In your data representation, object-terrain collision should be done in constant time. You can start from the coordinate of object (player), and check the blocks it overlaps. Please check if you have the right algorithm. It should not cause any performance issue.

For rendring part, I didn't fully understand your description:

I then use a for loop and charAt() method to create a new array representing each column along the X axis, and populate the screen this way. I thought I was being clever by making a "block" class that checked to see if it was connected to any other blocks and adjust it's image accordingly to make the terrain look as if it's a single block/shape.

I have several questions:

  • Did you render each block every frame? (I thought the answer is yes)
  • Did you check the string with charAt() every frame?
  • Did you check the connectivity every frame?

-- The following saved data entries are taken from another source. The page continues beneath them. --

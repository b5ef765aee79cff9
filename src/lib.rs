//! # Narrative State
//!
//! In-memory session state for an interactive narrative or simple game.
//!
//! ## Architecture
//!
//! ```text
//! ┌─────────────────────────────────────────────────────────────┐
//! │                    NARRATIVE STATE                           │
//! ├─────────────────────────────────────────────────────────────┤
//! │  core/           - Supporting primitives                     │
//! │  └── hash.rs     - State fingerprinting (SHA-256)            │
//! │                                                              │
//! │  game/           - Session state                             │
//! │  ├── label.rs    - Open-ended stage labels                   │
//! │  ├── state.rs    - GameState container                       │
//! │  └── command.rs  - Named mutations, scripts, replay          │
//! └─────────────────────────────────────────────────────────────┘
//! ```
//!
//! ## Contract
//!
//! A [`GameState`] holds three fields: the current stage label, a progress
//! counter and a signed bias accumulator. Every operation is total. Labels
//! are never validated; `"finished"` is the only label with a special
//! meaning, checked by [`GameState::is_game_finished`].
//!
//! There is no global instance. Whoever constructs a `GameState` owns it,
//! and shared access across threads is the owner's business.

#![warn(missing_docs)]
#![warn(clippy::all)]
#![deny(unsafe_code)]

pub mod core;
pub mod game;

// Re-export commonly used types
pub use crate::core::hash::{StateHash, StateHasher};
pub use crate::game::command::{Command, CommandError, Script, ScriptError};
pub use crate::game::label::StageLabel;
pub use crate::game::state::GameState;

/// Crate version
pub const VERSION: &str = env!("CARGO_PKG_VERSION");

/// Label every fresh session starts in.
pub const INITIAL_STATE: &str = "Introduction";

/// The terminal label. Matched exactly, case-sensitive.
pub const FINISHED_STATE: &str = "finished";
//! The operator contract (spec §2 `GraphNode`, §4.3) and its supporting
//! context/property-map types.

use std::collections::BTreeMap;

use elementary_primitives::{Name, Value};

use crate::error::ErrorCode;
use crate::log::RtLogSender;
use crate::resource::TapBus;

/// Renders a node id as the eight-hex-digit zero-padded diagnostic form
/// (spec §3: "Rendered textually as eight-hex-digit zero-padded for
/// diagnostics"), used by `snapshot()` and by event `source` stamping.
pub fn format_node_id(id: crate::NodeId) -> String {
    format!("{:08x}", id as u32)
}

/// Metadata about the block currently being processed, handed to every
/// [`GraphNode::process`] call. The analogue of `knaster_core::AudioCtx`.
pub struct NodeContext<'a> {
    pub sample_rate: u32,
    pub block_size: usize,
    /// Monotonically increasing count of samples processed before this block.
    pub frame_clock: u64,
    pub logger: &'a mut RtLogSender,
    /// The feedback tap bus (spec §4.4). Only `tapIn`/`tapOut` touch this;
    /// every other node ignores it.
    pub tap_bus: &'a mut TapBus,
}
impl<'a> NodeContext<'a> {
    pub fn new(
        sample_rate: u32,
        block_size: usize,
        frame_clock: u64,
        logger: &'a mut RtLogSender,
        tap_bus: &'a mut TapBus,
    ) -> Self {
        Self {
            sample_rate,
            block_size,
            frame_clock,
            logger,
            tap_bus,
        }
    }
}

/// Context available to [`GraphNode::set_property`], called only on the
/// control thread (spec §4.1, §5). Carries read access to the shared
/// resource map so properties that reference buffers by name (e.g.
/// `sample`'s `path`) can resolve them immediately, per spec §6.1's
/// requirement that "those buffers [must] have already been inserted".
pub struct PropertyContext<'a> {
    pub sample_rate: u32,
    pub block_size: usize,
    pub resources: &'a crate::resource::SharedResourceMap,
}

/// An event published by an analyzer node (spec §4.6) and drained by
/// [`crate::node::GraphNode::process_events`] on the control thread.
#[derive(Debug, Clone)]
pub struct Event {
    pub kind: Name,
    pub source: Option<Name>,
    pub data: Value,
}

/// A node's property map (string → [`Value`]), owned exclusively by the node
/// and mutated only on the control thread (spec §3). Kept as a `BTreeMap` so
/// `Runtime::snapshot` produces a deterministic ordering.
#[derive(Debug, Default, Clone)]
pub struct PropertyMap(BTreeMap<Name, Value>);
impl PropertyMap {
    pub fn new() -> Self {
        Self::default()
    }
    pub fn set(&mut self, key: &str, value: Value) {
        self.0.insert(Name::from(key), value);
    }
    pub fn get(&self, key: &str) -> Option<&Value> {
        self.0.get(key)
    }
    pub fn as_map(&self) -> &BTreeMap<Name, Value> {
        &self.0
    }
    pub fn to_value(&self) -> Value {
        Value::Map(self.0.clone())
    }
}

/// Abstract operator: the unit of computation in the node graph (spec §2, §4.3).
///
/// Every concrete node kind (`cycle`, `delay`, `tapOut`, the arithmetic set,
/// ...) implements this trait. Positional inputs are the node's children in
/// edge-table order (spec §3); if fewer inputs are provided than an operator
/// requires, it must write silence and return, never panic.
pub trait GraphNode: Send {
    /// The wire-format kind string this node was constructed from (e.g. `"cycle"`).
    fn kind(&self) -> &'static str;

    /// Number of positional audio inputs this node's current configuration
    /// expects. Operators that can't get by with fewer connected children
    /// report that here so the compiler can warn, but the contract (silence
    /// on missing input) holds regardless of what's reported.
    fn min_inputs(&self) -> usize {
        0
    }

    /// Apply a single property change, validating type and range (spec §4.1,
    /// §4.3). Must leave state unchanged and return an error on any
    /// violation — setters are not partially applied.
    fn set_property(&mut self, ctx: &PropertyContext, key: &str, value: &Value) -> Result<(), ErrorCode>;

    /// The node's current properties, for `Runtime::snapshot` (spec §6.2).
    fn properties(&self) -> &PropertyMap;

    /// Process one block. `inputs[i]` is `None` when fewer children are wired
    /// than the operator uses positionally; implementations must treat a
    /// missing input as silence.
    fn process(&mut self, ctx: &mut NodeContext, inputs: &[Option<&[f32]>], output: &mut [f32]);

    /// Drain any pending analyzer readouts (spec §4.6). Called from the
    /// control thread via `Runtime::processEvents`; most nodes do nothing.
    fn process_events(&mut self, _emit: &mut dyn FnMut(Event)) {}

    /// Reset transient state (stop sample readers, clear delay lines, zero
    /// phase accumulators). Does not touch properties.
    fn reset(&mut self);

    /// `(active, silent)` for a `root` node, used by the render-sequence
    /// compiler to pick the active-then-fading root set (spec §4.2, §4.3).
    /// `None` for every non-root kind.
    fn root_state(&self) -> Option<(bool, bool)> {
        None
    }
}

/// Read input `index`, or an all-silence slice of `len` samples if absent or
/// too short. A small helper every operator's `process` uses to honor the
/// "fewer inputs than required ⇒ silence" contract (spec §4.3) without
/// repeating the same branch in every node.
pub fn input_or_silence<'a>(inputs: &'a [Option<&'a [f32]>], index: usize, silence: &'a [f32]) -> &'a [f32] {
    inputs
        .get(index)
        .and_then(|o| *o)
        .filter(|s| s.len() >= silence.len())
        .unwrap_or(silence)
}
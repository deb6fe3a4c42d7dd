//! Runtime configuration, mirroring `knaster_graph::processor::AudioProcessorOptions`'s
//! role: the handful of knobs that must be fixed before the first block runs.

/// Configures a [`crate::Runtime`] at construction. `Default` matches the
/// teacher's `AudioProcessorOptions` defaults where the concept overlaps
/// (block size, sample rate, ring-buffer capacities).
#[derive(Debug, Clone, Copy)]
pub struct RuntimeOptions {
    pub sample_rate: u32,
    pub block_size: usize,
    /// Depth of the control→audio render-sequence handoff queue (spec §5).
    /// Only the newest sequence is ever adopted (`pop_latest`), so this only
    /// needs to absorb bursts of `COMMIT_UPDATES` between audio callbacks.
    pub sequence_queue_capacity: usize,
    /// Depth of the audio→control realtime-diagnostics log queue (spec §6.3).
    pub log_queue_capacity: usize,
}

impl Default for RuntimeOptions {
    fn default() -> Self {
        Self {
            sample_rate: 48_000,
            block_size: 64,
            sequence_queue_capacity: 4,
            log_queue_capacity: 256,
        }
    }
}

impl RuntimeOptions {
    pub fn new(sample_rate: u32, block_size: usize) -> Self {
        Self {
            sample_rate,
            block_size,
            ..Default::default()
        }
    }
}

The good answer will be: No, no, no.

Rendering a image to buffer is slow, especially on software renderer (Java doesn't use hardware renderer on a lot of platforms). Anyway, we can do some optimization to minimize the number of draw call.

For example, assuming your window size is 660x480. Your block size is 22x10, so you will have about 30*48=1440 blocks on your screen.

  • You can precalculate a "column" of terrian image. For example, when a column appears, you can calculate the connectivity of the column, draw the image of the column (the size should be 22x480). You will only need to render 48 images each frame.
  • Moreover, you can apply a "sliding window" technique. Create a buffer 1 column wider than your window (686*480). Render all visible columns on the buffer that might be visible. Whenever a column disappears, "slide" the buffer by 22 pixels. You will only need render 1 big image per frame (in amortized).

Last suggestion: Do profiling before and optimization. You can start from some simple test, such as "don't render terrains" and see if FPS is really improved.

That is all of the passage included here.